//! Cross-backend agreement and end-to-end engine properties.
//!
//! Every backend answers through the same contract, so the observable
//! document sets must line up: exact-term backends agree with the scan
//! baseline, substring backends agree with each other, and the engine's
//! AND/OR combination behaves identically on top of any of them.

use txi::{Error, MatchMode, Registry, SearchEngine};

const CORPUS: &[(&str, &str)] = &[
    ("d0", "comfortable seating legroom"),
    ("d1", "discomfort with narrow legroom"),
    ("d2", "leg space"),
    ("d3", "The seat was comfortable but the cabin felt cramped"),
    ("d4", "great legroom, terrible food"),
    ("d5", "window seat with a view"),
];

fn engine(backend: &str) -> SearchEngine {
    let mut engine = SearchEngine::with_backend(backend).unwrap();
    engine.build(CORPUS.iter().copied()).unwrap();
    engine
}

fn result_names(engine: &SearchEngine, query: &str, mode: MatchMode) -> Vec<String> {
    engine
        .search(query, mode)
        .unwrap()
        .iter()
        .map(|d| d.name.clone())
        .collect()
}

#[test]
fn exact_term_backends_agree_with_scan_baseline() {
    let baseline = engine("scan");
    let others = [engine("postings"), engine("bloom")];

    let queries = [
        "legroom",
        "seat",
        "comfortable",
        "cramped",
        "nonexistent",
        "legroom seat",
        "comfortable legroom",
    ];

    for query in queries {
        for mode in [MatchMode::All, MatchMode::Any] {
            let expected = result_names(&baseline, query, mode);
            for other in &others {
                assert_eq!(
                    result_names(other, query, mode),
                    expected,
                    "{} disagrees with scan on {:?} ({:?})",
                    other.backend_name(),
                    query,
                    mode
                );
            }
        }
    }
}

#[test]
fn substring_backends_agree() {
    let backends = [
        engine("kmp"),
        engine("kgram"),
        engine("suffix"),
        engine("suffix-resort"),
    ];

    let queries = ["comfort", "leg", "room", "seat", "zzz", "ea", "cabin felt"];

    for query in queries {
        let expected = result_names(&backends[0], query, MatchMode::All);
        for backend in &backends[1..] {
            assert_eq!(
                result_names(backend, query, MatchMode::All),
                expected,
                "{} disagrees with kmp on {:?}",
                backend.backend_name(),
                query
            );
        }
    }
}

#[test]
fn substring_backends_agree_on_positions() {
    let backends = [engine("kmp"), engine("kgram"), engine("suffix")];

    for backend in &backends {
        assert_eq!(
            backend.positions("legroom", "d0").unwrap(),
            vec![20],
            "{} positions",
            backend.backend_name()
        );
        assert_eq!(backend.positions("comfort", "d1").unwrap(), vec![3]);
        assert!(backend.positions("legroom", "d2").unwrap().is_empty());
        assert!(backend.positions("legroom", "no-such-doc").unwrap().is_empty());
    }
}

#[test]
fn round_trip_example() {
    // k-gram (k = 3 default) and suffix array must both resolve
    // "comfort" to exactly the two documents containing it as a substring
    for backend in ["kgram", "suffix", "suffix-resort"] {
        let mut engine = SearchEngine::with_backend(backend).unwrap();
        engine
            .build([
                ("d0", "comfortable seating legroom"),
                ("d1", "discomfort with narrow legroom"),
                ("d2", "leg space"),
            ])
            .unwrap();

        assert_eq!(
            result_names(&engine, "comfort", MatchMode::All),
            vec!["d0", "d1"],
            "backend {backend}"
        );
    }
}

#[test]
fn and_short_circuits_to_empty() {
    for backend in Registry::default().names() {
        let engine = engine(backend);
        assert!(
            engine
                .search("legroom nonexistent", MatchMode::All)
                .unwrap()
                .is_empty(),
            "backend {backend}"
        );
    }
}

#[test]
fn kmp_reports_overlapping_offsets() {
    let mut engine = SearchEngine::with_backend("kmp").unwrap();
    engine.build([("d0", "aaaa")]).unwrap();
    assert_eq!(engine.positions("aa", "d0").unwrap(), vec![0, 1, 2]);
}

#[test]
fn every_backend_rejects_queries_before_build() {
    let registry = Registry::default();
    for name in registry.names() {
        let backend = registry.create(name).unwrap();
        assert!(
            matches!(backend.matching_docs("x"), Err(Error::NotBuilt)),
            "backend {name} answered before build"
        );
    }
}

#[test]
fn empty_result_is_not_an_error() {
    for backend in Registry::default().names() {
        let engine = engine(backend);
        let docs = engine.search("qwxyz", MatchMode::All).unwrap();
        assert!(docs.is_empty(), "backend {backend}");
    }
}

#[test]
fn invalid_match_mode_is_a_usage_error() {
    let err = "fuzzy".parse::<MatchMode>().unwrap_err();
    assert!(matches!(err, Error::Usage(_)));
    assert!(err.to_string().contains("fuzzy"));
}

#[test]
fn or_unions_across_backends_identically() {
    let exact = engine("postings");
    let expected = result_names(&exact, "seating space view", MatchMode::Any);
    assert_eq!(expected, vec!["d0", "d2", "d5"]);

    for backend in ["scan", "bloom"] {
        assert_eq!(
            result_names(&engine(backend), "seating space view", MatchMode::Any),
            expected
        );
    }
}

#[test]
fn stats_serialize() {
    let engine = engine("kgram");
    let stats = engine.stats();
    let json = serde_json::to_value(stats).unwrap();

    assert_eq!(json["doc_count"], 6);
    assert!(json["vocabulary_size"].as_u64().unwrap() > 0);
    assert!(json["text_size"].as_u64().unwrap() > 0);
}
* * * *
## Task
Every line of the records that includes the word "felt" should be gathered.

## Problem solution
    ("d3", "The seat was comfortable but the cabin felt cramped"),
    let queries = ["comfort", "leg", "room", "seat", "zzz", "ea", "cabin felt"];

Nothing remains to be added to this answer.